Grécia legaliza as uniões gays apesar da firme oposição da Igreja
A nova lei, aprovada graças aos votos de parte da oposição, não permite aos casais adotar nem lhes garante a custódia dos filhos do outro
‘Beijaços’ gays em frente a igrejas contra um colérico repique de sinos: esta foi a imagem da polêmica desta terça-feira, dia 22, na Grécia. A tramitação parlamentar do projeto de lei que homologa as uniões gays — não o casamento — movimentou seus defensores (a comunidade LGBT, que a considera “tardia e insuficiente”) e seus detratores (liderados pela Igreja, que fez repicar os sinos em protesto, mas também o aliado de Alexis Tsipras no Governo).
A nova lei tira a Grécia da retaguarda da União Europeia (na qual figuram Itália, Polônia e Romênia) e acrescenta um item à curta lista até o momento de promessas eleitorais levadas a cabo pelo Governo do Syriza. Com os Gregos Independentes (ANEL), aliado do Executivo, contrários, a lei foi aprovada graças ao apoio dos partidos Pasok e To Potami, à residual União de Centristas, e um ou outro outsider conservador, como Kyriakos Mitsotakis, um dos que aspiram à liderança da Nova Democracia (principal partido de oposição).
Em um país dominado há séculos pela Igreja ortodoxa — a cremação continua sendo proibida e os parentes devem trasladar o cadáver a algum país vizinho para ser incinerado —, o clamor social pela equiparação destas uniões mal conseguiu contar a estrondosa oposição da hierarquia eclesiástica, que qualificou a iniciativa de “atentado às leis humanas e da cristandade” ou “aberração contra a natureza” (alguns chamando os gays, inclusive, de “monstros da natureza”).
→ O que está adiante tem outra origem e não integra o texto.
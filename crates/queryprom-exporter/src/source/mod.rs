//! Database adapters.
//!
//! Pollers only see these traits. Each adapter decodes its native cell types
//! into `Scalar` so the engine never switches on driver-specific types.
//!
//! - `clickhouse`: HTTP interface, JSON rows with names and types
//! - `postgres`: `sqlx` connection, one per poll cycle

pub mod clickhouse;
pub mod postgres;

use std::sync::Arc;

use async_trait::async_trait;
use thiserror::Error;

use queryprom_core::PollRow;

use crate::config::Driver;

pub use clickhouse::ClickHouseConnector;
pub use postgres::PostgresConnector;

/// Driver-level failure; the poller attaches metric and stage.
#[derive(Debug, Error)]
#[error("{0}")]
pub struct DriverError(pub String);

impl DriverError {
    pub fn new(msg: impl Into<String>) -> Self {
        Self(msg.into())
    }
}

pub type DriverResult<T> = std::result::Result<T, DriverError>;

/// Opens connections; shared by every poller.
#[async_trait]
pub trait Connector: Send + Sync {
    fn driver(&self) -> Driver;
    async fn connect(&self) -> DriverResult<Box<dyn Connection>>;
}

/// One open connection, owned by a single poll cycle.
#[async_trait]
pub trait Connection: Send {
    /// Run `sql` verbatim.
    async fn query(&mut self, sql: &str) -> DriverResult<Box<dyn ResultRows>>;
    async fn close(self: Box<Self>) -> DriverResult<()>;
}

/// Cursor over a query result.
pub trait ResultRows: Send {
    /// Column names in the order the database reports them.
    fn columns(&self) -> DriverResult<Vec<String>>;
    fn next_row(&mut self) -> Option<DriverResult<PollRow>>;
}

/// Build the connector for `driver` from the shared connection string.
pub fn connector_for(driver: Driver, conn_string: &str) -> DriverResult<Arc<dyn Connector>> {
    let connector: Arc<dyn Connector> = match driver {
        Driver::ClickHouse => Arc::new(ClickHouseConnector::new(conn_string)?),
        Driver::Postgres => Arc::new(PostgresConnector::new(conn_string)),
    };
    Ok(connector)
}
//! Operational HTTP endpoints.
//!
//! - `/healthz` : liveness
//! - `/readyz`  : readiness (503 when draining or when every poller stopped)
//! - `/metrics` : Prometheus text format

use axum::{
    extract::State,
    http::{header, StatusCode},
    response::{IntoResponse, Response},
};

use crate::app_state::AppState;

pub async fn healthz() -> impl IntoResponse {
    (StatusCode::OK, "ok")
}

pub async fn readyz(State(state): State<AppState>) -> impl IntoResponse {
    if state.is_draining() {
        (StatusCode::SERVICE_UNAVAILABLE, "draining")
    } else if !state.is_ready() {
        (StatusCode::SERVICE_UNAVAILABLE, "no running pollers")
    } else {
        (StatusCode::OK, "ready")
    }
}

pub async fn metrics(State(state): State<AppState>) -> Response {
    match state.registry().render() {
        Ok(body) => (
            StatusCode::OK,
            [(header::CONTENT_TYPE, "text/plain; version=0.0.4; charset=utf-8")],
            body,
        )
            .into_response(),
        Err(e) => {
            tracing::error!(error = %e, "rendering metrics failed");
            (StatusCode::INTERNAL_SERVER_ERROR, e.to_string()).into_response()
        }
    }
}
//! PostgreSQL through `sqlx`.
//!
//! The statement is prepared once per cycle for its column list, then run
//! over the simple query protocol so every cell arrives in PostgreSQL's text
//! format. Booleans, integers, floats and `bytea` are typed; any other type
//! (dates, numerics, uuids, oids, ...) is kept verbatim as text.
//!
//! PostgreSQL has no unsigned integer types: every integer decodes to
//! `Scalar::Int`, which coercion rejects as a result field.

use std::collections::VecDeque;

use async_trait::async_trait;
use sqlx::postgres::{PgConnection, PgRow};
use sqlx::{Column, Connection as _, Executor, Row, Statement, TypeInfo, ValueRef};

use queryprom_core::{PollRow, Scalar};

use super::{Connection, Connector, DriverError, DriverResult, ResultRows};
use crate::config::Driver;

pub struct PostgresConnector {
    url: String,
}

impl PostgresConnector {
    pub fn new(conn_string: &str) -> Self {
        Self {
            url: conn_string.to_string(),
        }
    }
}

#[async_trait]
impl Connector for PostgresConnector {
    fn driver(&self) -> Driver {
        Driver::Postgres
    }

    async fn connect(&self) -> DriverResult<Box<dyn Connection>> {
        let conn = PgConnection::connect(&self.url)
            .await
            .map_err(|e| DriverError::new(e.to_string()))?;
        Ok(Box::new(PostgresConnection { conn }))
    }
}

struct PostgresConnection {
    conn: PgConnection,
}

#[async_trait]
impl Connection for PostgresConnection {
    async fn query(&mut self, sql: &str) -> DriverResult<Box<dyn ResultRows>> {
        // Prepare first so columns are known even for an empty result.
        let stmt = (&mut self.conn)
            .prepare(sql)
            .await
            .map_err(|e| DriverError::new(e.to_string()))?;
        let columns: Vec<String> = stmt.columns().iter().map(|c| c.name().to_string()).collect();

        // No bind arguments: simple protocol, text-format results.
        let rows = (&mut self.conn)
            .fetch_all(sql)
            .await
            .map_err(|e| DriverError::new(e.to_string()))?;

        Ok(Box::new(PostgresRows {
            columns,
            rows: rows.into(),
        }))
    }

    async fn close(self: Box<Self>) -> DriverResult<()> {
        self.conn
            .close()
            .await
            .map_err(|e| DriverError::new(e.to_string()))
    }
}

struct PostgresRows {
    columns: Vec<String>,
    rows: VecDeque<PgRow>,
}

impl ResultRows for PostgresRows {
    fn columns(&self) -> DriverResult<Vec<String>> {
        Ok(self.columns.clone())
    }

    fn next_row(&mut self) -> Option<DriverResult<PollRow>> {
        let row = self.rows.pop_front()?;
        Some(decode_row(&self.columns, &row))
    }
}

fn decode_row(columns: &[String], row: &PgRow) -> DriverResult<PollRow> {
    let mut out = PollRow::new();
    for (i, name) in columns.iter().enumerate() {
        let value = decode_cell(row, i).map_err(|e| DriverError::new(format!("column {name}: {e}")))?;
        out.insert(name.clone(), value);
    }
    Ok(out)
}

fn decode_cell(row: &PgRow, i: usize) -> Result<Scalar, sqlx::Error> {
    let type_name = {
        let raw = row.try_get_raw(i)?;
        if raw.is_null() {
            return Ok(Scalar::Null);
        }
        raw.type_info().name().to_string()
    };

    if type_name == "BYTEA" {
        return Ok(Scalar::Bytes(row.try_get(i)?));
    }
    let text: String = row.try_get_unchecked(i)?;
    decode_text(&type_name, text).map_err(|e| sqlx::Error::Decode(e.into()))
}

/// Map one text-format cell of PostgreSQL type `type_name` to a `Scalar`.
pub(crate) fn decode_text(type_name: &str, text: String) -> Result<Scalar, String> {
    let value = match type_name {
        "BOOL" => match text.as_str() {
            "t" | "true" => Scalar::Bool(true),
            "f" | "false" => Scalar::Bool(false),
            other => return Err(format!("expected bool, got {other:?}")),
        },
        "INT2" | "INT4" | "INT8" => {
            let v = text
                .trim()
                .parse::<i64>()
                .map_err(|e| format!("expected integer, got {text:?}: {e}"))?;
            Scalar::Int(v)
        }
        "FLOAT4" | "FLOAT8" => {
            let v = text
                .trim()
                .parse::<f64>()
                .map_err(|e| format!("expected float, got {text:?}: {e}"))?;
            Scalar::Float(v)
        }
        _ => Scalar::Text(text),
    };
    Ok(value)
}

#[cfg(test)]
mod tests {
    #![allow(clippy::unwrap_used)]

    use super::*;

    #[test]
    fn integers_are_signed() {
        assert_eq!(decode_text("INT2", "7".into()).unwrap(), Scalar::Int(7));
        assert_eq!(decode_text("INT4", "-3".into()).unwrap(), Scalar::Int(-3));
        assert_eq!(
            decode_text("INT8", "9223372036854775807".into()).unwrap(),
            Scalar::Int(i64::MAX)
        );
        assert!(decode_text("INT8", "12a".into()).is_err());
    }

    #[test]
    fn bools_and_floats() {
        assert_eq!(decode_text("BOOL", "t".into()).unwrap(), Scalar::Bool(true));
        assert_eq!(decode_text("BOOL", "f".into()).unwrap(), Scalar::Bool(false));
        assert_eq!(decode_text("FLOAT8", "1.5".into()).unwrap(), Scalar::Float(1.5));
        assert_eq!(
            decode_text("FLOAT4", "-Infinity".into()).unwrap(),
            Scalar::Float(f64::NEG_INFINITY)
        );
        assert!(matches!(decode_text("FLOAT8", "NaN".into()).unwrap(), Scalar::Float(v) if v.is_nan()));
    }

    #[test]
    fn other_types_render_verbatim() {
        let cases = [
            ("DATE", "2024-01-31"),
            ("TIMESTAMPTZ", "2024-01-31 10:00:00+00"),
            ("NUMERIC", "12.50"),
            ("UUID", "a0eebc99-9c0b-4ef8-bb6d-6bb9bd380a11"),
            ("OID", "16384"),
            ("INET", "10.0.0.1"),
            ("JSONB", r#"{"a": 1}"#),
            ("TEXT", "users"),
            ("NAME", "public"),
        ];
        for (ty, text) in cases {
            assert_eq!(
                decode_text(ty, text.to_string()).unwrap(),
                Scalar::Text(text.to_string()),
                "{ty}"
            );
        }
    }

    #[test]
    fn verbatim_labels_are_not_numeric_results() {
        let oid = decode_text("OID", "16384".into()).unwrap();
        assert_eq!(oid.to_string(), "16384");
        assert!(oid.as_observation().is_none());
    }
}
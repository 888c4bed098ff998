//! Axum router wiring.
//!
//! Exposes the scrape endpoint and the operational probes.

use axum::{routing::get, Router};

use crate::{app_state::AppState, ops};

pub fn build_router(state: AppState) -> Router {
    Router::new()
        .route("/metrics", get(ops::metrics))
        .route("/healthz", get(ops::healthz))
        .route("/readyz", get(ops::readyz))
        .with_state(state)
}
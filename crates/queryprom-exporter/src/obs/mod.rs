//! Exporter self-observability.
//!
//! `metrics` holds the exporter's own counters, rendered on `/metrics` next to
//! the query-derived metrics. `logging` installs the tracing subscriber.

pub mod logging;
pub mod metrics;

pub use metrics::ExporterMetrics;
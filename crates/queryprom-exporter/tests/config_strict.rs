#![allow(clippy::unwrap_used)]
#![allow(clippy::expect_used)]
#![allow(clippy::panic)]

use std::time::Duration;

use queryprom_exporter::config::{self, Driver, MetricKind, UpdateMode, DEFAULT_TIMEOUT};

#[test]
fn deny_unknown_fields_nested() {
    let bad = r#"
driver: clickhouse
metrics:
  - name: rows_total
    resultField: cnt
    querry: "SELECT 1" # typo should fail
"#;

    let err = config::load_from_str(bad).expect_err("must fail");
    assert_eq!(err.code().as_str(), "INVALID_CONFIG");
}

#[test]
fn ok_minimal_config() {
    let ok = r#"
driver: clickhouse
metrics:
  - name: rows_total
    resultField: cnt
    query: "SELECT table, cnt FROM t"
"#;
    let cfg = config::load_from_str(ok).expect("must parse");
    assert_eq!(cfg.driver, Driver::ClickHouse);

    let m = &cfg.metrics[0];
    assert_eq!(m.name, "rows_total");
    assert_eq!(m.help, "rows_total");
    assert_eq!(m.timeout, DEFAULT_TIMEOUT);
    assert_eq!(m.kind, MetricKind::Gauge);
    assert_eq!(m.update, UpdateMode::Add);
    assert!(m.labels.is_empty());
}

#[test]
fn full_metric_entry() {
    let ok = r#"
driver: postgre
metrics:
  - name: parts_total
    help: "Active parts per table"
    timeout: 30s
    resultField: parts
    labels:
      env: prod
      cluster: main
    metricType: Counter
    update: set
    query: "SELECT table, count() AS parts FROM system.parts GROUP BY table"
  - name: merges
    timeout: 5
    resultField: n
    metricType: histogram
    query: "SELECT count() AS n FROM system.merges"
"#;
    let cfg = config::load_from_str(ok).expect("must parse");
    assert_eq!(cfg.driver, Driver::Postgres);

    let parts = &cfg.metrics[0];
    assert_eq!(parts.timeout, Duration::from_secs(30));
    assert_eq!(parts.kind, MetricKind::Counter);
    assert_eq!(parts.update, UpdateMode::Set);
    assert_eq!(parts.labels.get("env").map(String::as_str), Some("prod"));
    assert_eq!(parts.labels.len(), 2);

    let merges = &cfg.metrics[1];
    assert_eq!(merges.timeout, Duration::from_secs(5));
    // unknown types silently become gauges
    assert_eq!(merges.kind, MetricKind::Gauge);
}

#[test]
fn zero_timeout_is_defaulted() {
    let ok = r#"
driver: clickhouse
metrics:
  - name: m
    timeout: 0
    resultField: cnt
    query: "SELECT 1 AS cnt"
"#;
    let cfg = config::load_from_str(ok).unwrap();
    assert_eq!(cfg.metrics[0].timeout, DEFAULT_TIMEOUT);
}

#[test]
fn unknown_driver_is_fatal() {
    let bad = r#"
driver: mysql
metrics:
  - name: m
    resultField: cnt
    query: "SELECT 1 AS cnt"
"#;
    let err = config::load_from_str(bad).unwrap_err();
    assert_eq!(err.code().as_str(), "INVALID_DRIVER");
    assert!(err.code().is_startup_fatal());
}

#[test]
fn driver_is_checked_before_metrics() {
    let err = config::load_from_str("driver: oracle\nmetrics: []\n").unwrap_err();
    assert_eq!(err.code().as_str(), "INVALID_DRIVER");
}

#[test]
fn empty_metrics_is_fatal() {
    let err = config::load_from_str("driver: clickhouse\nmetrics: []\n").unwrap_err();
    assert_eq!(err.code().as_str(), "NO_METRICS_DEFINED");

    let err = config::load_from_str("driver: clickhouse\n").unwrap_err();
    assert_eq!(err.code().as_str(), "NO_METRICS_DEFINED");
}

#[test]
fn required_metric_fields() {
    let cases = [
        ("resultField: cnt\n    query: q", "MISSING_NAME"),
        ("name: m\n    resultField: cnt", "MISSING_QUERY"),
        ("name: m\n    query: q", "MISSING_RESULT_FIELD"),
    ];
    for (body, code) in cases {
        let doc = format!("driver: clickhouse\nmetrics:\n  - {body}\n");
        let err = config::load_from_str(&doc).expect_err(code);
        assert_eq!(err.code().as_str(), code, "for {body:?}");
        assert!(err.code().is_startup_fatal());
    }
}

#[test]
fn bad_timeout_string_fails_parse() {
    let bad = r#"
driver: clickhouse
metrics:
  - name: m
    timeout: "soon"
    resultField: cnt
    query: "SELECT 1 AS cnt"
"#;
    let err = config::load_from_str(bad).unwrap_err();
    assert_eq!(err.code().as_str(), "INVALID_CONFIG");
}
Mas a verdade é que a nova lei, aprovada com os votos contrários de comunistas e neonazistas, se limita a legalizar o registro de casais do mesmo gênero; não permite a adoção, a incorporação da nacionalidade do cônjuge ou a custódia dos filhos do outro. A marginalização dos homossexuais na hora de receber a pensão do cônjuge falecido, ou de herdar seus bens, provocou, em 2013, uma resolução do Tribunal Europeu de Direitos Humanos contra a Grécia. As agressões homofóbicas aumentaram também nos últimos anos.
Para os ativistas LGBT, a medida, ainda insuficiente, representa um passo gigante para dar visibilidade social a um coletivo escondido e forçosamente discreto até agora. “O mais importante é que o Estado nos reconheça, isso é um passo fundamental para que a sociedade comece a mudar e nos aceite”, afirma por e-mail o membro de um grupo de apoio gay de uma pequena cidade do norte do país que pede para não ser identificado.
Ainda que a legalização das uniões gays figurasse no programa eleitoral do Syriza — e sua aprovação não representa qualquer custo ou impacto fiscal, como solicitam os credores em troca do terceiro resgate —, recebeu um inesperado impulso no início deste mês com a morte de um ator popular, Minas Hatzisavas, depois de uma longa doença. Seu companheiro enviou uma mensagem comovente a Tsipras, o que deu início ao debate: “Esta é uma carta ao primeiro-ministro... Estive com ele [Hatzisavas] por 25 anos, mas ninguém aceitava que um dia eu pudesse reclamar seu corpo no hospital. Foi um processo burocrático infame”, queixou-se o companheiro do ator. A revelação da condição sexual do casal foi tema de manchetes e alvo de provocações e insultos durante dias.
Tsipras teve de voltar atrás recentemente em sua tentativa de aplicar um programa paralelo, ou social, para contra-atacar o impacto de novos cortes e ajustes entre os segmentos mais vulneráveis da população; a rejeição dos credores neutralizou seu propósito. Em troca, voltou-se às leis ‘gratuitas’ — ou simbólicas, como desqualificam seus detratores —, como por exemplo a que concede nacionalidade à segunda geração de imigrantes e que também foi levada adiante graças a Pasok e To Potami, com a oposição da ANEL.
No entanto, a lei de uniões homossexuais põe especialmente em evidência o feroz desentendimento — apesar das boas maneiras em público, e das contadas liturgias a que Tsipras compareceu — entre Governo e hierarquia eclesiástica. A tensão entre as duas instâncias esteve a ponto de vir à tona em setembro devido à presença de símbolos religiosos nas escolas, e em pleno início do ano letivo (o programa eleitoral do Syriza contempla a separação efetiva entre Igreja e Estado e a abolição dos privilégios fiscais desta). Tsipras foi o primeiro chefe de Estado do país a jurar seu cargo sobre a Constituição, assim como muitos membros de seu Gabinete, em uma cerimônia até então unicamente religiosa.